Both Gildas and Bede ignore the containment efforts of Vortigern (who need not have been the same man between 410 and the early 440s) and they focus exclusively on his great epoch-changing blunder. Having brought the Saxons and, no doubt, other Germanic kindreds to Britain and having failed to meet their demands, he had invited the wolf into the fold. From their strategically placed strongholds, the rebel mercenaries rose
up and were quickly able to establish themselves in the south and east. This view takes no account of the undoubted fact that there were already many Germanic groups in Britain. At all events, in the 440s, battles were fought and lost in Kent, the Vortigern was killed at the beginning of the war and, from their bases, it seems that the Saxons raided towns and villas in the west and probably along the Thames Valley. Gildas takes up the tale:

 

[S]ome of the wretched survivors were caught in the hills and slaughtered in heaps; others surrendered themselves to perpetual slavery in enemy hands . . . others emigrated overseas . . . others entrusted their lives . . . to the rugged hills, the thick forests and the cliffs of the sea, staying in their homeland afraid, until, after some time, the savage plunderers went home again.

 

Roman authority still held across the Channel in Gaul. In 433, Aetius, a nobleman originally from Moesia, modern Bulgaria, was appointed Consul and General-in-Chief on behalf of the young Emperor Valentinian III. Effectively emperor in all but name, Aetius maintained the rule of Rome in the west for thirty years. His greatest achievement was the defeat of Attila and his ferocious Hunnic army in Gaul in 451. When the Saxons rose up against the Vortigern in the 440s and killed him, Gildas wrote that a letter was sent across the Channel:

 

‘To Aetius, thrice Consul, come the groans of the Britons . . . the barbarians drive us into the sea, and the sea drives us back to the barbarians. Between these, two deadly alternatives confront us, drowning or slaughter.’ The Romans however, could not assist them.

 

Plague had visited Britain in the 440s and there is also some evidence of catastrophic climate change with the rise of sea levels and widespread flooding. As people fled westwards from the Saxon raids, many decided to go further. Emigrations across the Channel to Gaul began and so many went to the district of
Armorica that it became known as Brittany, Little Britain. Gildas takes up the story:

 

After a time, when the cruel raiders returned to their home, God strengthened the survivors . . . Their leader was a gentleman, Ambrosius Aurelianus, who perhaps alone of the Romans had survived the impact of such a tempest; truly his parents, who had worn the purple, were overcome in it. In our times his stock have degenerated greatly from their excellent grandfather. With him our people regained their strength, challenged the victors to battle and with the Lord acceding the victory fell to us. From then on now our citizens, and then the enemies conquered . . .

 

Ambrosius Aurelianus is one of the few names noted by Gildas and it sheds a flicker of light on the society of post-Roman Britain. With the formal nomen and cognomen (the praenomen was often written as an initial or even dropped), it signifies a family known as Ambrosius with the Aurelianus element saying something about their origins.
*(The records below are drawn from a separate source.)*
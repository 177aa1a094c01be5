//! Keyed list diffing.
//!
//! Given the key order currently on screen and the key order wanted next,
//! compute removals, moves and inserts. Elements on the longest increasing
//! subsequence of their old positions stay put, so a rotation such as
//! `[A, B, C] -> [B, C, A]` costs a single move.

use std::collections::{HashMap, HashSet};
use std::hash::Hash;

#[derive(Debug, Clone, PartialEq, Eq)]
pub enum OrderOp<K> {
    /// Create the element for `key` directly before `before` (at the end when `None`).
    Insert { key: K, before: Option<K> },
    /// Relocate an existing element directly before `before`.
    Move { key: K, before: Option<K> },
}

impl<K> OrderOp<K> {
    pub fn key(&self) -> &K {
        match self {
            OrderOp::Insert { key, .. } | OrderOp::Move { key, .. } => key,
        }
    }
}

#[derive(Debug, Clone, PartialEq, Eq)]
pub struct OrderPlan<K> {
    pub removes: Vec<K>,
    /// Applied after `removes`, in order. Anchors always refer to elements
    /// that already sit in their final position.
    pub ops: Vec<OrderOp<K>>,
    /// Keys present both before and after, in desired order.
    pub retained: Vec<K>,
}

impl<K: Clone + Eq + Hash> OrderPlan<K> {
    pub fn is_noop(&self) -> bool {
        self.removes.is_empty() && self.ops.is_empty()
    }

    pub fn moves(&self) -> usize {
        self.ops
            .iter()
            .filter(|op| matches!(op, OrderOp::Move { .. }))
            .count()
    }

    pub fn inserts(&self) -> usize {
        self.ops
            .iter()
            .filter(|op| matches!(op, OrderOp::Insert { .. }))
            .count()
    }

    /// Replays the plan over `items`, calling `create` for inserted keys.
    pub fn apply_to<T>(
        &self,
        items: &mut Vec<T>,
        key_of: impl Fn(&T) -> &K,
        mut create: impl FnMut(&K) -> T,
    ) {
        let removed: HashSet<&K> = self.removes.iter().collect();
        items.retain(|item| !removed.contains(key_of(item)));

        for op in &self.ops {
            let (item, before) = match op {
                OrderOp::Insert { key, before } => (create(key), before),
                OrderOp::Move { key, before } => {
                    let Some(from) = items.iter().position(|i| key_of(i) == key) else {
                        continue;
                    };
                    (items.remove(from), before)
                }
            };
            let at = before
                .as_ref()
                .and_then(|anchor| items.iter().position(|i| key_of(i) == anchor))
                .unwrap_or(items.len());
            items.insert(at, item);
        }
    }
}

/// Keys are expected to be unique within each slice.
pub fn diff_order<K: Clone + Eq + Hash>(current: &[K], desired: &[K]) -> OrderPlan<K> {
    let desired_set: HashSet<&K> = desired.iter().collect();

    let removes: Vec<K> = current
        .iter()
        .filter(|k| !desired_set.contains(k))
        .cloned()
        .collect();

    // Positions among survivors only, so removals do not count as displacement.
    let old_index: HashMap<&K, usize> = current
        .iter()
        .filter(|k| desired_set.contains(k))
        .enumerate()
        .map(|(ix, k)| (k, ix))
        .collect();

    let sources: Vec<Option<usize>> = desired
        .iter()
        .map(|k| old_index.get(k).copied())
        .collect();
    let stable = longest_increasing_subsequence(&sources);

    let mut ops = Vec::new();
    let mut anchor: Option<K> = None;
    for (ix, key) in desired.iter().enumerate().rev() {
        match sources[ix] {
            None => ops.push(OrderOp::Insert {
                key: key.clone(),
                before: anchor.clone(),
            }),
            Some(_) if !stable[ix] => ops.push(OrderOp::Move {
                key: key.clone(),
                before: anchor.clone(),
            }),
            Some(_) => {}
        }
        anchor = Some(key.clone());
    }

    let retained = desired
        .iter()
        .zip(&sources)
        .filter(|(_, src)| src.is_some())
        .map(|(k, _)| k.clone())
        .collect();

    OrderPlan {
        removes,
        ops,
        retained,
    }
}

/// Marks the entries of the longest strictly increasing subsequence of the
/// `Some` values. `None` entries are never marked.
fn longest_increasing_subsequence(sources: &[Option<usize>]) -> Vec<bool> {
    let mut tails: Vec<usize> = Vec::new();
    let mut prev: Vec<Option<usize>> = vec![None; sources.len()];

    for (ix, src) in sources.iter().enumerate() {
        if src.is_none() {
            continue;
        }
        let pos = tails.partition_point(|&t| sources[t] < *src);
        if pos > 0 {
            prev[ix] = Some(tails[pos - 1]);
        }
        if pos == tails.len() {
            tails.push(ix);
        } else {
            tails[pos] = ix;
        }
    }

    let mut stable = vec![false; sources.len()];
    let mut cursor = tails.last().copied();
    while let Some(ix) = cursor {
        stable[ix] = true;
        cursor = prev[ix];
    }
    stable
}
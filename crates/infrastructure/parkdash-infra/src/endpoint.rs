use parkdash_config::{ACTION_PATH, DEFAULT_HOST, DEFAULT_WS_PATH};

/// Builds the controller's WebSocket URL for a `host[:port]`. A `https://` or
/// `wss://` prefix selects a secure socket.
pub fn derive_endpoint(host: &str) -> String {
    let trimmed = host.trim();
    let scheme = if trimmed.starts_with("https://") || trimmed.starts_with("wss://") {
        "wss"
    } else {
        "ws"
    };
    format!("{scheme}://{}{DEFAULT_WS_PATH}", trim_host(host))
}

/// An explicit endpoint wins; otherwise one is derived from `host`, falling
/// back to the default host.
pub fn resolve_endpoint(endpoint: Option<&str>, host: Option<&str>) -> String {
    match endpoint {
        Some(url) if !url.trim().is_empty() => url.trim().to_string(),
        _ => derive_endpoint(host.unwrap_or(DEFAULT_HOST)),
    }
}

/// REST URL for slot actions on `host`. A full `http(s)://` base is kept as is.
pub fn action_url(host: &str) -> String {
    let host = host.trim().trim_end_matches('/');
    if host.starts_with("http://") || host.starts_with("https://") {
        format!("{host}{ACTION_PATH}")
    } else {
        format!("http://{}{ACTION_PATH}", trim_host(host))
    }
}

fn trim_host(host: &str) -> &str {
    let host = host.trim();
    let host = ["wss://", "ws://", "https://", "http://"]
        .iter()
        .find_map(|scheme| host.strip_prefix(scheme))
        .unwrap_or(host);
    host.trim_end_matches('/')
}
The name may have been famous and powerful for it has survived in Welsh as Emrys, and in the earliest sources Ambrosius is hailed as Emrys Wledig, the General. Sometimes the cognomen refers to an emperor or a dynasty under which the family came to prominence and between 270 and 275 Aurelian ruled. Although his reign was short, it was very effective, pulling the empire together, building new walls around Rome, defeating rivals in the east (including the exotic Queen Zenobia of Palmyra) and restoring the discipline of the army. Aurelian’s name conferred prestige and it may be that Ambrosius’ family adopted it towards the end of the third century.